Interleukin-1 beta, interleukin-1 receptor antagonist levels in patients with subacute sclerosing panencephalitis and the effects of different treatment protocols


Haspolat S., Anlar B., Kose G., Coskun M., Yegin O.

JOURNAL OF CHILD NEUROLOGY, cilt.16, sa.6, ss.417-420, 2001 (SCI-Expanded) identifier

  • Yayın Türü: Makale / Tam Makale
  • Cilt numarası: 16 Sayı: 6
  • Basım Tarihi: 2001
  • Doi Numarası: 10.2310/7010.2001.7123
  • Dergi Adı: JOURNAL OF CHILD NEUROLOGY
  • Derginin Tarandığı İndeksler: Science Citation Index Expanded (SCI-EXPANDED), Scopus
  • Sayfa Sayıları: ss.417-420
  • Akdeniz Üniversitesi Adresli: Evet

Özet

Subacute sclerosing panencephalitis is a rare progressive inflammatory disease of the central nervous system caused by a persistent aberrant measles virus infection.
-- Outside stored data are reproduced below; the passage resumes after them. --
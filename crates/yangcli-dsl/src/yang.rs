//! Statement-tree parser for the YANG subset used by schema documents.
//!
//! Every YANG construct shares one generic shape:
//!
//! ```text
//! keyword [argument] ( ";" | "{" statement* "}" )
//! ```
//!
//! so the parser does not know about `rpc`, `leaf` or extensions at all; it
//! produces a tree of [`Statement`]s and leaves interpretation to
//! [`crate::extract`].
//!
//! Notes:
//! - Keywords may carry a `prefix:` (extension statements such as
//!   `ex:cli-usage`).
//! - Arguments are unquoted tokens or one or more quoted strings joined with
//!   `+`. Double quotes honour `\n`, `\t`, `\"` and `\\`; single quotes are
//!   literal.
//! - `//` line comments and `/* ... */` block comments are skipped anywhere
//!   whitespace is allowed.

use nom::{
    branch::alt,
    bytes::complete::{tag, take_until, take_while, take_while1},
    character::complete::{char as pchar, multispace1, not_line_ending},
    combinator::{all_consuming, cut, map, opt, recognize, value},
    error::{Error as NomError, ErrorKind},
    multi::{many0, separated_list1},
    sequence::{delimited, pair, preceded, terminated, tuple},
    IResult,
};
use serde::{Deserialize, Serialize};
use std::cell::Cell;
use std::fmt;
use thiserror::Error;

// ============================================================================
// Statement tree
// ============================================================================

#[derive(Debug, Clone, Serialize, Deserialize, PartialEq, Eq)]
pub struct Keyword {
    pub prefix: Option<String>,
    pub name: String,
}

impl Keyword {
    /// True for an unprefixed core keyword such as `rpc` or `leaf`.
    pub fn is_builtin(&self, name: &str) -> bool {
        self.prefix.is_none() && self.name == name
    }

    /// Prefix-agnostic match: `cli-usage`, `ex:cli-usage` and `foo:cli-usage`
    /// all have the local name `cli-usage`.
    pub fn has_local_name(&self, local: &str) -> bool {
        self.name == local
    }
}

impl fmt::Display for Keyword {
    fn fmt(&self, f: &mut fmt::Formatter<'_>) -> fmt::Result {
        match &self.prefix {
            Some(prefix) => write!(f, "{prefix}:{}", self.name),
            None => write!(f, "{}", self.name),
        }
    }
}

#[derive(Debug, Clone, Serialize, Deserialize, PartialEq, Eq)]
pub struct Statement {
    pub keyword: Keyword,
    pub argument: Option<String>,
    pub substatements: Vec<Statement>,
    /// 1-based line of the keyword.
    pub line: usize,
}

impl Statement {
    pub fn arg(&self) -> Option<&str> {
        self.argument.as_deref()
    }

    pub fn children(&self) -> impl Iterator<Item = &Statement> {
        self.substatements.iter()
    }
}

// ============================================================================
// Parser
// ============================================================================

#[derive(Debug, Clone, Error, PartialEq, Eq)]
pub enum YangParseError {
    #[error("parse error on line {line}: {message}")]
    Line { line: usize, message: String },
}

pub fn parse_statements(text: &str) -> Result<Vec<Statement>, YangParseError> {
    let text = text.strip_prefix('\u{feff}').unwrap_or(text);
    let parser = StatementParser::new(text);

    let result = all_consuming(|input| {
        let (input, _) = sep(input)?;
        many0(terminated(|i| parser.statement(i), sep))(input)
    })(text);

    match result {
        Ok((_, statements)) => Ok(statements),
        Err(nom::Err::Error(e)) | Err(nom::Err::Failure(e)) => Err(parser.error_at(e.input)),
        Err(nom::Err::Incomplete(_)) => Err(YangParseError::Line {
            line: parser.line_of(""),
            message: "unexpected end of input".to_string(),
        }),
    }
}

struct StatementParser<'a> {
    source: &'a str,
    /// Last `(offset, line)` looked up. Statements are reached front to
    /// back, so counting resumes from here instead of the start.
    cursor: Cell<(usize, usize)>,
}

impl<'a> StatementParser<'a> {
    fn new(source: &'a str) -> Self {
        Self {
            source,
            cursor: Cell::new((0, 1)),
        }
    }

    fn line_of(&self, rest: &str) -> usize {
        let offset = self.source.len().saturating_sub(rest.len());
        let (mut from, mut line) = self.cursor.get();
        if offset < from {
            from = 0;
            line = 1;
        }
        line += self.source.as_bytes()[from..offset]
            .iter()
            .filter(|&&b| b == b'\n')
            .count();
        self.cursor.set((offset, line));
        line
    }

    fn error_at(&self, rest: &str) -> YangParseError {
        let line = self.line_of(rest);
        let near = rest.lines().next().unwrap_or("").trim();
        let message = if near.is_empty() {
            "unexpected end of input (unclosed `{` or string?)".to_string()
        } else {
            let snippet: String = near.chars().take(40).collect();
            format!("unexpected input near `{snippet}`")
        };
        YangParseError::Line { line, message }
    }

    fn statement(&self, input: &'a str) -> IResult<&'a str, Statement> {
        let line = self.line_of(input);
        let (input, keyword) = keyword(input)?;
        let (input, _) = sep(input)?;
        let (input, argument) = opt(argument)(input)?;
        let (input, _) = sep(input)?;
        let (input, substatements) =
            alt((value(Vec::new(), pchar(';')), |i| self.block(i)))(input)?;
        Ok((
            input,
            Statement {
                keyword,
                argument,
                substatements,
                line,
            },
        ))
    }

    fn block(&self, input: &'a str) -> IResult<&'a str, Vec<Statement>> {
        let (input, _) = pchar('{')(input)?;
        cut(|input| {
            let (input, _) = sep(input)?;
            let (input, body) = many0(terminated(|i| self.statement(i), sep))(input)?;
            let (input, _) = pchar('}')(input)?;
            Ok((input, body))
        })(input)
    }
}

fn is_ident_start(c: char) -> bool {
    c.is_ascii_alphabetic() || c == '_'
}

fn is_ident_continue(c: char) -> bool {
    c.is_ascii_alphanumeric() || matches!(c, '_' | '-' | '.')
}

fn parse_ident(input: &str) -> IResult<&str, &str> {
    recognize(tuple((
        take_while1(is_ident_start),
        take_while(is_ident_continue),
    )))(input)
}

fn keyword(input: &str) -> IResult<&str, Keyword> {
    map(
        pair(parse_ident, opt(preceded(pchar(':'), parse_ident))),
        |(first, second)| match second {
            Some(name) => Keyword {
                prefix: Some(first.to_string()),
                name: name.to_string(),
            },
            None => Keyword {
                prefix: None,
                name: first.to_string(),
            },
        },
    )(input)
}

fn line_comment(input: &str) -> IResult<&str, &str> {
    preceded(tag("//"), not_line_ending)(input)
}

fn block_comment(input: &str) -> IResult<&str, &str> {
    delimited(tag("/*"), take_until("*/"), tag("*/"))(input)
}

/// Whitespace and comments (possibly none).
fn sep(input: &str) -> IResult<&str, ()> {
    value(
        (),
        many0(alt((multispace1, line_comment, block_comment))),
    )(input)
}

fn argument(input: &str) -> IResult<&str, String> {
    alt((concatenated_quoted, unquoted))(input)
}

fn unquoted(input: &str) -> IResult<&str, String> {
    map(
        take_while1(|c: char| {
            !c.is_whitespace() && !matches!(c, ';' | '{' | '}' | '"' | '\'')
        }),
        str::to_string,
    )(input)
}

fn concatenated_quoted(input: &str) -> IResult<&str, String> {
    map(
        separated_list1(tuple((sep, pchar('+'), sep)), quoted),
        |parts| parts.concat(),
    )(input)
}

fn quoted(input: &str) -> IResult<&str, String> {
    alt((double_quoted, single_quoted))(input)
}

fn single_quoted(input: &str) -> IResult<&str, String> {
    map(
        delimited(pchar('\''), take_while(|c| c != '\''), pchar('\'')),
        str::to_string,
    )(input)
}

fn double_quoted(input: &str) -> IResult<&str, String> {
    let (mut rest, _) = pchar('"')(input)?;
    let mut out = String::new();
    loop {
        let mut chars = rest.chars();
        match chars.next() {
            None => return Err(nom::Err::Error(NomError::new(rest, ErrorKind::Char))),
            Some('"') => return Ok((chars.as_str(), out)),
            Some('\\') => {
                match chars.next() {
                    Some('n') => out.push('\n'),
                    Some('t') => out.push('\t'),
                    Some('"') => out.push('"'),
                    Some('\\') => out.push('\\'),
                    Some(other) => {
                        out.push('\\');
                        out.push(other);
                    }
                    None => return Err(nom::Err::Error(NomError::new(rest, ErrorKind::Char))),
                }
                rest = chars.as_str();
            }
            Some(c) => {
                out.push(c);
                rest = chars.as_str();
            }
        }
    }
}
Cytokines are polypeptides that regulate immune responses and inflammatory reactions. Interleukin-1 beta has been implicated as a central mediator of tissue damage and destruction in a number of central nervous system diseases. Interleukin-1 receptor antagonist could function as an important anti-inflammatory cytokine. We studied interleukin-1 beta and interleukin-1 receptor antagonist levels in the cerebrospinal fluids of patients with subacute sclerosing panencephalitis and evaluated the effects of different treatment protocols on these cytokines. Interleukin-1 beta and interleukin-1 receptor antagonist levels were measured in 15 patients who had a recent diagnosis of subacute sclerosing panencephalitis (group 1), 6 patients who had been treated with isoprinosine (group 2), 5 patients with intraventricular interferon-alpha (group 3), and 6 patients with interferon-beta (group 4). The results were compared within the groups and also with the results of 10 patients with other neurologic disease (group 5). The interleukin-1 beta concentrations in cerebrospinal fluid and sera were all below the detection limits (3.9 pg/mL). Interleukin-1 receptor antagonist levels were not statistically different, except for the group treated with intraventricular interferon-a. Interleukin-1 receptor antagonist levels were 170 +/- 52, 175 +/- 58, 1605 +/- 518, 77.5 +/- 24, and 108 +/- 18 pg/mL in groups 1 to 5, respectively. Interleukin-1 receptor antagonist levels and cerebrospinal fluid serum ratios were significantly increased during interferon-alpha treatment. In conclusion, interleukin-1 and interleukin-1 receptor antagonist levels were not elevated in the patients with subacute sclerosing panencephalitis. The only treatment protocol that affects interleukin-1 receptor antagonist levels in cerebrospinal fluid was intraventricular interferon-alpha. Further studies on higher numbers of patients may better document the immunologic status of patients with subacute sclerosing panencephalitis and the effects of different treatment modes.